> [WHAT YOU NEED TO DO]:
In the records below, find the line containing "#[derive(Clone, Debug)]". Restate it and all the lines after it exactly, and omit the rest.

========

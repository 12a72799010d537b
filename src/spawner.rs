/// The free-running spawn clock.
///
/// It only counts elapsed intervals; turning a tick into an enemy is
/// `compute::spawn_enemy`, which discards ticks while the game is over.  The
/// clock is never reset, so restarting a game keeps its phase.

use std::time::{Duration, Instant};

pub const DEFAULT_SPAWN_INTERVAL: Duration = Duration::from_millis(1000);

#[derive(Clone, Debug)]
pub struct SpawnTimer {
    interval: Duration,
    next_due: Instant,
}

impl SpawnTimer {
    /// First tick fires one full interval after `start`.  The interval is at
    /// least one millisecond.
    pub fn new(interval: Duration, start: Instant) -> Self {
        let interval = interval.max(Duration::from_millis(1));
        SpawnTimer {
            interval,
            next_due: start + interval,
        }
    }

    pub fn interval(&self) -> Duration {
        self.interval
    }

    /// How long to wait from `now` until the next tick is due.
    pub fn until_next(&self, now: Instant) -> Duration {
        self.next_due.saturating_duration_since(now)
    }

    /// Number of ticks that fell due since the last poll.  Ticks are
    /// scheduled from the previous due time, not from `now`, so the phase
    /// does not drift with frame jitter.
    pub fn poll(&mut self, now: Instant) -> u32 {
        let mut ticks = 0;
        while now >= self.next_due {
            ticks += 1;
            self.next_due += self.interval;
        }
        ticks
    }
}
use axum::{routing::get, Router};

pub mod products;
pub mod system;

/// Router for every endpoint the service exposes, plus the API docs.
pub fn router() -> Router {
    Router::new()
        .route("/health", get(system::health))
        .merge(products::router())
        .merge(crate::app::openapi::swagger_ui())
}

========

> [RESPONSE BELOW]:
#[derive(Clone, Debug)]
pub struct SpawnTimer {
    interval: Duration,
    next_due: Instant,
}

impl SpawnTimer {
    /// First tick fires one full interval after `start`.  The interval is at
    /// least one millisecond.
    pub fn new(interval: Duration, start: Instant) -> Self {
        let interval = interval.max(Duration::from_millis(1));
        SpawnTimer {
            interval,
            next_due: start + interval,
        }
    }

    pub fn interval(&self) -> Duration {
        self.interval
    }

    /// How long to wait from `now` until the next tick is due.
    pub fn until_next(&self, now: Instant) -> Duration {
        self.next_due.saturating_duration_since(now)
    }

    /// Number of ticks that fell due since the last poll.  Ticks are
    /// scheduled from the previous due time, not from `now`, so the phase
    /// does not drift with frame jitter.
    pub fn poll(&mut self, now: Instant) -> u32 {
        let mut ticks = 0;
        while now >= self.next_due {
            ticks += 1;
            self.next_due += self.interval;
        }
        ticks
    }
}
use axum::{routing::get, Router};

pub mod products;
pub mod system;

/// Router for every endpoint the service exposes, plus the API docs.
pub fn router() -> Router {
    Router::new()
        .route("/health", get(system::health))
        .merge(products::router())
        .merge(crate::app::openapi::swagger_ui())
}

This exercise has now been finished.